● TASK PROMPT
Below are the entries; set down each of them exactly.

● PROVIDED DATA

==*==

//! SessionManager: acquire, execute one call, release; bounded by timeouts.

use crate::error::SessionError;
use crate::session::{ScopedSession, SessionSource};
use crate::sql::{Procedure, ProcedureCall, ResultShape};
use std::sync::Arc;
use std::time::Duration;
use tokio::time::timeout;

#[derive(Clone, Copy, Debug, PartialEq, Eq)]
pub struct Timeouts {
    pub acquire: Duration,
    pub execute: Duration,
}

impl Default for Timeouts {
    fn default() -> Self {
        Timeouts {
            acquire: Duration::from_millis(5_000),
            execute: Duration::from_millis(10_000),
        }
    }
}

#[derive(Clone)]
pub struct SessionManager {
    source: Arc<dyn SessionSource>,
    timeouts: Timeouts,
}

impl SessionManager {
    pub fn new(source: Arc<dyn SessionSource>, timeouts: Timeouts) -> Self {
        SessionManager { source, timeouts }
    }

    /// Lease a session. No retry: a failure here is fatal for the current request.
    pub async fn acquire(&self) -> Result<ScopedSession, SessionError> {
        match timeout(self.timeouts.acquire, self.source.acquire()).await {
            Ok(Ok(session)) => Ok(ScopedSession::new(session)),
            Ok(Err(e)) => Err(e),
            Err(_) => Err(SessionError::ResourceUnavailable(format!(
                "timed out after {}ms waiting for a database session",
                self.timeouts.acquire.as_millis()
            ))),
        }
    }

    /// Run one stored procedure in its own scoped session and adapt the rows to the
    /// procedure's declared shape.
    pub async fn call<P, const N: usize>(
        &self,
        procedure: &P,
    ) -> Result<<P::Shape as ResultShape>::Output, SessionError>
    where
        P: Procedure<N>,
    {
        let call = ProcedureCall::of(procedure);
        let rows = self.run(&call).await?;
        Ok(<P::Shape as ResultShape>::adapt(rows))
    }

    async fn run(&self, call: &ProcedureCall) -> Result<Vec<serde_json::Value>, SessionError> {
        let mut session = self.acquire().await?;
        match timeout(self.timeouts.execute, session.call(call)).await {
            Ok(result) => result,
            Err(_) => Err(SessionError::Backend(format!(
                "{} timed out after {}ms",
                call.name,
                self.timeouts.execute.as_millis()
            ))),
        }
    }

    pub async fn ping(&self) -> Result<(), SessionError> {
        let mut session = self.acquire().await?;
        match timeout(self.timeouts.execute, session.ping()).await {
            Ok(result) => result,
            Err(_) => Err(SessionError::Backend("ping timed out".into())),
        }
    }

    pub async fn close(&self) {
        self.source.close().await;
    }
}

==*==

● RESPONSE TO THIS TASK
//! SessionManager: acquire, execute one call, release; bounded by timeouts.

use crate::error::SessionError;
use crate::session::{ScopedSession, SessionSource};
use crate::sql::{Procedure, ProcedureCall, ResultShape};
use std::sync::Arc;
use std::time::Duration;
use tokio::time::timeout;

#[derive(Clone, Copy, Debug, PartialEq, Eq)]
pub struct Timeouts {
    pub acquire: Duration,
    pub execute: Duration,
}

impl Default for Timeouts {
    fn default() -> Self {
        Timeouts {
            acquire: Duration::from_millis(5_000),
            execute: Duration::from_millis(10_000),
        }
    }
}

#[derive(Clone)]
pub struct SessionManager {
    source: Arc<dyn SessionSource>,
    timeouts: Timeouts,
}

impl SessionManager {
    pub fn new(source: Arc<dyn SessionSource>, timeouts: Timeouts) -> Self {
        SessionManager { source, timeouts }
    }

    /// Lease a session. No retry: a failure here is fatal for the current request.
    pub async fn acquire(&self) -> Result<ScopedSession, SessionError> {
        match timeout(self.timeouts.acquire, self.source.acquire()).await {
            Ok(Ok(session)) => Ok(ScopedSession::new(session)),
            Ok(Err(e)) => Err(e),
            Err(_) => Err(SessionError::ResourceUnavailable(format!(
                "timed out after {}ms waiting for a database session",
                self.timeouts.acquire.as_millis()
            ))),
        }
    }

    /// Run one stored procedure in its own scoped session and adapt the rows to the
    /// procedure's declared shape.
    pub async fn call<P, const N: usize>(
        &self,
        procedure: &P,
    ) -> Result<<P::Shape as ResultShape>::Output, SessionError>
    where
        P: Procedure<N>,
    {
        let call = ProcedureCall::of(procedure);
        let rows = self.run(&call).await?;
        Ok(<P::Shape as ResultShape>::adapt(rows))
    }

    async fn run(&self, call: &ProcedureCall) -> Result<Vec<serde_json::Value>, SessionError> {
        let mut session = self.acquire().await?;
        match timeout(self.timeouts.execute, session.call(call)).await {
            Ok(result) => result,
            Err(_) => Err(SessionError::Backend(format!(
                "{} timed out after {}ms",
                call.name,
                self.timeouts.execute.as_millis()
            ))),
        }
    }

    pub async fn ping(&self) -> Result<(), SessionError> {
        let mut session = self.acquire().await?;
        match timeout(self.timeouts.execute, session.ping()).await {
            Ok(result) => result,
            Err(_) => Err(SessionError::Backend("ping timed out".into())),
        }
    }

    pub async fn close(&self) {
        self.source.close().await;
    }
}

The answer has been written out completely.